Chapter 10

“We Are Not Terrorists!”: Uighurs, Tibetans and the “Global War on Terror”

By Julia Meredith Hess

In this chapter, Julia Hess points out how anti-terrorist policies implemented after 9/11 have had effects not only on migrants already in the United States but also on people who are at the margins of the Chinese state. Chinese policy toward the Uighurs, a predominantly Muslim ethnic group in China’s northwest province known as the Xinjiang Uygur Autonomous Region (XUAR), became increasingly repressive after 9/11, when, in an echo of the U.S.-led global “war on terror,” the Chinese state mounted an international campaign to label all Uighur separatists “terror groups.” The human rights situation of Uighurs in China has deteriorated, marked by increasing repression, including arrests, repatriation of Uighurs in neighboring countries to China, detention, torture, and execution.
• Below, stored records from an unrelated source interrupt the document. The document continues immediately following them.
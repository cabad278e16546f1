//! # Scene Runtime Boundary
//!
//! What the pools need from the engine that owns scene objects:
//!
//! | Primitive | Used for |
//! |-----------|----------|
//! | `instantiate` | creating a pooled instance from a prefab |
//! | `destroy` | tearing an instance down |
//! | `create_group` / `destroy_group` | one organizational parent per pool |
//!
//! The runtime is shared through an `Rc<RefCell<_>>`. Pools and the registry
//! are therefore `!Send`: all pool mutation stays on the thread that owns the
//! runtime.

use std::cell::RefCell;
use std::fmt;
use std::rc::Rc;

use reservoir_core::{PoolObject, Quat, Vec3};

/// Suffix engines append to instantiated copies.
pub const CLONE_SUFFIX: &str = "(Clone)";

/// Shared handle to the scene runtime.
pub type RuntimeHandle<R> = Rc<RefCell<R>>;

/// Wraps a runtime in a [`RuntimeHandle`].
#[must_use]
pub fn runtime_handle<R>(runtime: R) -> RuntimeHandle<R> {
    Rc::new(RefCell::new(runtime))
}

/// Identity of a prefab. One pool exists per key.
#[derive(Clone, Copy, Debug, PartialEq, Eq, PartialOrd, Ord, Hash)]
#[repr(transparent)]
pub struct PrefabKey(pub u64);

impl fmt::Display for PrefabKey {
    fn fmt(&self, f: &mut fmt::Formatter<'_>) -> fmt::Result {
        write!(f, "prefab#{}", self.0)
    }
}

/// Opaque handle to an organizational parent in the scene.
#[derive(Clone, Copy, Debug, PartialEq, Eq, Hash)]
#[repr(transparent)]
pub struct GroupId(pub u64);

/// A template the runtime knows how to instantiate.
pub trait Prefab: Clone {
    /// Stable identity of this template.
    fn key(&self) -> PrefabKey;

    /// Display name, used for the pool's group.
    fn name(&self) -> &str;
}

/// A pooled instance that lives in the scene.
pub trait SceneObject: PoolObject {
    /// Current display name.
    fn name(&self) -> &str;

    /// Renames the instance.
    fn set_name(&mut self, name: String);

    /// Reparents the instance under `group`.
    fn set_parent(&mut self, group: GroupId);

    /// Moves the instance.
    fn set_placement(&mut self, position: Vec3, rotation: Quat);
}

/// Engine-side creation and destruction primitives.
pub trait SceneRuntime {
    /// Template type.
    type Prefab: Prefab;
    /// Instance type.
    type Object: SceneObject;

    /// Creates an instance from `prefab`.
    fn instantiate(&mut self, prefab: &Self::Prefab) -> Option<Self::Object>;

    /// Destroys an instance.
    fn destroy(&mut self, object: Self::Object);

    /// Creates an empty organizational parent named `name`.
    fn create_group(&mut self, name: &str) -> GroupId;

    /// Destroys an organizational parent.
    fn destroy_group(&mut self, group: GroupId);
}

/// Strips the engine's clone suffix from an instance name.
#[must_use]
pub fn strip_clone_suffix(name: &str) -> &str {
    name.strip_suffix(CLONE_SUFFIX).map_or(name, str::trim_end)
}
Hess also draws attention to the “transnational” dimensions of the struggle for Uighur rights, as Uighurs increasingly seek asylum abroad and Uighur expatriates in the U.S. join with human rights monitors to generate publicity and mobilize sympathy for their cause.

Study Question

  1. What has been the role of internet-based communication in mobilizing Tibetan and Uighur exile communities and wider global publics to press China to show greater respect for ethnic minority rights?

Critical Thinking

  1. On p.240, volume editor Samuel Martinez quotes Subhash Kateel, co-founder of Families for Freedom: “Really bad ideas from the United States get even scarier when they are exported to other countries.” Comment on this idea in relation to the Chinese government’s re-definition of its suppression of ethnic minority group politics as a front in the Global War on Terror.